Lessons from my COVID bubble

Updated: Jan 22

Sometimes I feel like I am the only one who truly enjoyed staying in my COVID bubble—not that I enjoyed worrying about getting sick or worse, but I truly enjoyed the slower pace of life and staying home with my family.

I guess I’ve always been somewhat of a homebody and keeping commitments, other than family ones, has been a struggle for me too. I just don’t like feeling boxed in or spread too thin.

When you work a full-time job, the last thing you want is every minute of your free time blocked off. At least that’s how I feel. I only have one child and she’s not into sports—thank God—so we have lots of downtime on the weekends.

With much of the workforce now returning to the office and life returning back to "normal", I can't help but feel sad.
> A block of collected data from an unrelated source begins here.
pub trait Builder {
    type Build;
    fn build() -> Self::Build;
}

pub use self::record_builder::*;

pub mod record_builder {

    use super::*;
    use crate::record::*;
    use serde_json::{Map, Value};

    #[derive(Debug)]
    pub struct AuctionRecordBuild {
        fields: Map<String, Value>,
    }

    impl AuctionRecordBuild {
        pub fn address(mut self, address: &str) -> Self {
            self.fields.insert(FIELD_ADDRESS.into(), address.into());
            self
        }
        pub fn city_state_zip(mut self, city_state_zip: &str) -> Self {
            self.fields
                .insert(FIELD_CITY_STATE_ZIP.into(), city_state_zip.into());
            self
        }
        pub fn lat_lng(mut self, lat: f64, lng: f64) -> Self {
            self.fields.insert("latitude".into(), lat.into());
            self.fields.insert("longitude".into(), lng.into());
            self
        }
        pub fn field(mut self, name: &str, value: impl Into<Value>) -> Self {
            self.fields.insert(name.into(), value.into());
            self
        }
        pub fn finish(self) -> AuctionRecord {
            AuctionRecord::new(self.fields)
        }
    }

    impl Builder for AuctionRecord {
        type Build = AuctionRecordBuild;
        fn build() -> Self::Build {
            AuctionRecordBuild {
                fields: Map::new(),
            }
        }
    }
}
use super::prelude::*;

/// Removes every cached position and returns the number of removed entries.
pub fn clear_geocache<R: GeoCacheRepo>(repo: &R) -> Result<usize> {
    let count = repo.count_entries();
    repo.clear()?;
    log::info!("Removed {count} entries from the geocode cache");
    Ok(count)
}
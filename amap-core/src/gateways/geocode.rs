use crate::entities::*;
use thiserror::Error;

/// A (network) service that resolves addresses to positions.
pub trait GeoCodingGateway {
    /// Resolves a single address.
    ///
    /// Every kind of failure (timeout, transport or HTTP error,
    /// unexpected response, no match) results in `None`.
    fn resolve_address_lat_lng(&self, addr: &CanonicalKey) -> Option<MapPoint>;

    /// Whether consecutive requests must be throttled
    /// to respect the usage policy of the service.
    fn requires_throttling(&self) -> bool {
        false
    }

    /// Verifies that the gateway is usable before any request is sent.
    fn check_preconditions(&self) -> Result<(), PreconditionError> {
        Ok(())
    }
}

#[derive(Debug, Error, PartialEq, Eq)]
pub enum PreconditionError {
    #[error("Missing credential for the {0} geocoding gateway")]
    MissingCredential(&'static str),
}

impl<G> GeoCodingGateway for &G
where
    G: GeoCodingGateway + ?Sized,
{
    fn resolve_address_lat_lng(&self, addr: &CanonicalKey) -> Option<MapPoint> {
        (**self).resolve_address_lat_lng(addr)
    }
    fn requires_throttling(&self) -> bool {
        (**self).requires_throttling()
    }
    fn check_preconditions(&self) -> Result<(), PreconditionError> {
        (**self).check_preconditions()
    }
}

impl<G> GeoCodingGateway for Box<G>
where
    G: GeoCodingGateway + ?Sized,
{
    fn resolve_address_lat_lng(&self, addr: &CanonicalKey) -> Option<MapPoint> {
        (**self).resolve_address_lat_lng(addr)
    }
    fn requires_throttling(&self) -> bool {
        (**self).requires_throttling()
    }
    fn check_preconditions(&self) -> Result<(), PreconditionError> {
        (**self).check_preconditions()
    }
}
I am lucky enough to work for a company that allows me to work remotely on a permanent basis, so this doesn't really affect me. But, the expectations to come out of hiding and meet friends for lunch or dinner are strong and I am not sure I'm ready for that.

I've always been someone who values spending quality time with one or two friends and I've never enjoyed being in a room full of people. My wedding day is a great example of the latter.

Don‘t get me wrong, it was one of the best days of my life. It was also surreal (and stressful) in that it was the first time—and probably the last—when I shared a room with everyone from all phases of my life. Co-workers and managers throughout the years, aunts, uncles, cousins, lifelong friends from school, and college roommates. It was a great day but I wore myself out making sure I spent equal time with everyone.

At this point in my life, I truly treasure quiet days at home with my family, and I really don’t understand why everyone has to schedule something for every spare minute they have. When did everyone become so obsessed with “busyness?”

I think the pandemic helped remind people of what really matters in life. It’s not how much money you have in the bank, the material things you acquire, or how many things you check off your daily list. It’s the people you love and enjoy spending time with. I hope people don’t lose sight of that. I know I won’t.